__Task to carry out__. Determine the number of lines in the entries below in which the word "ActivityRecord" appears, and reply with that number only.

*** Begin section ***

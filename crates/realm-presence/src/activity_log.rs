//! Activity feed records.
//!
//! Lifecycle transitions worth showing to operators (logins, evictions,
//! idle reaps, mass disconnects) and client feed items are handed to an
//! [`ActivityLog`]. Persisting them is somebody else's job; the default
//! implementation writes them to the `realm::activity` tracing target.

use chrono::{DateTime, Utc};
use realm_auth::UserId;
use realm_transport::ConnectionId;

#[derive(Debug, Clone, PartialEq, Eq)]
pub enum ActivityKind {
    Login,
    Logout,
    Evicted,
    IdleReaped,
    MassDisconnect,
    System,
    /// Free-form item from a client; carries the client's `type` field.
    Feed(String),
}

#[derive(Debug, Clone, PartialEq, Eq)]
pub struct ActivityRecord {
    pub kind: ActivityKind,
    pub message: String,
    pub user_id: Option<UserId>,
    pub connection_id: Option<ConnectionId>,
    pub timestamp: DateTime<Utc>,
}

/// Append-only sink for activity records.
///
/// Called from inside the presence event loop, so implementations must
/// not block: hand the record off (channel, buffered writer) and return.
pub trait ActivityLog: Send + Sync + 'static {
    fn record(&self, record: ActivityRecord);
}

/// Writes every record as a structured `tracing` event.
#[derive(Debug, Clone, Copy, Default)]
pub struct TracingActivityLog;

impl ActivityLog for TracingActivityLog {
    fn record(&self, record: ActivityRecord) {
        tracing::info!(
            target: "realm::activity",
            kind = ?record.kind,
            user_id = record.user_id.map(|u| u.0),
            connection_id = record.connection_id.map(|c| c.into_inner()),
            timestamp = %record.timestamp,
            "{}",
            record.message
        );
    }
}
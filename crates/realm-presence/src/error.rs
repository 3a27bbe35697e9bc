//! Error types for the presence layer.

use realm_transport::ConnectionId;

/// Errors surfaced by the presence layer.
///
/// Authentication failures are not here: they are an expected outcome
/// reported to the client, see [`AuthOutcome`](crate::AuthOutcome).
#[derive(Debug, thiserror::Error)]
pub enum PresenceError {
    /// The presence actor has stopped (shutdown, or its task ended).
    #[error("presence service is unavailable")]
    Unavailable,

    /// An event could not be queued for one connection because its
    /// handler has already gone away. Swallowed by broadcasts.
    #[error("delivery to {0} failed")]
    Delivery(ConnectionId),

    /// Registry, index and counter disagree. Only ever produced by
    /// [`PresenceService::check_invariants`](crate::PresenceService::check_invariants);
    /// seeing it means there is a bug.
    #[error("registry invariant violated: {0}")]
    RegistryInvariantViolation(String),
}
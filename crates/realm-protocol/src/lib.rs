//! Wire protocol for the Realm presence server.
//!
//! This crate defines the events that travel over a client connection:
//!
//! - **Events** ([`ClientEvent`], [`ServerEvent`]): every frame is a JSON
//!   object `{ "event": "<name>", "data": <payload> }`.
//! - **Codec** ([`Codec`] trait, [`JsonCodec`]): how events are turned
//!   into bytes and back.
//! - **Errors** ([`ProtocolError`]): what can go wrong while doing so.
//!
//! ```text
//! Transport (bytes) → Protocol (events) → Presence (identity, registry)
//! ```

mod codec;
mod error;
mod event;

pub use codec::Codec;
#[cfg(feature = "json")]
pub use codec::JsonCodec;
pub use error::ProtocolError;
pub use event::{
    ActivityFeedItem, ActivityItem, AuthenticatePayload, ChatDraft, ChatLine,
    ClientEvent, DisconnectRequest, MassDisconnectNotice, PresenceNotice,
    RawToken, Recipient, ServerEvent, SystemMessageKind, SystemNotice,
    Unrecognized,
};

*** End section ***

__Output of the task__. 3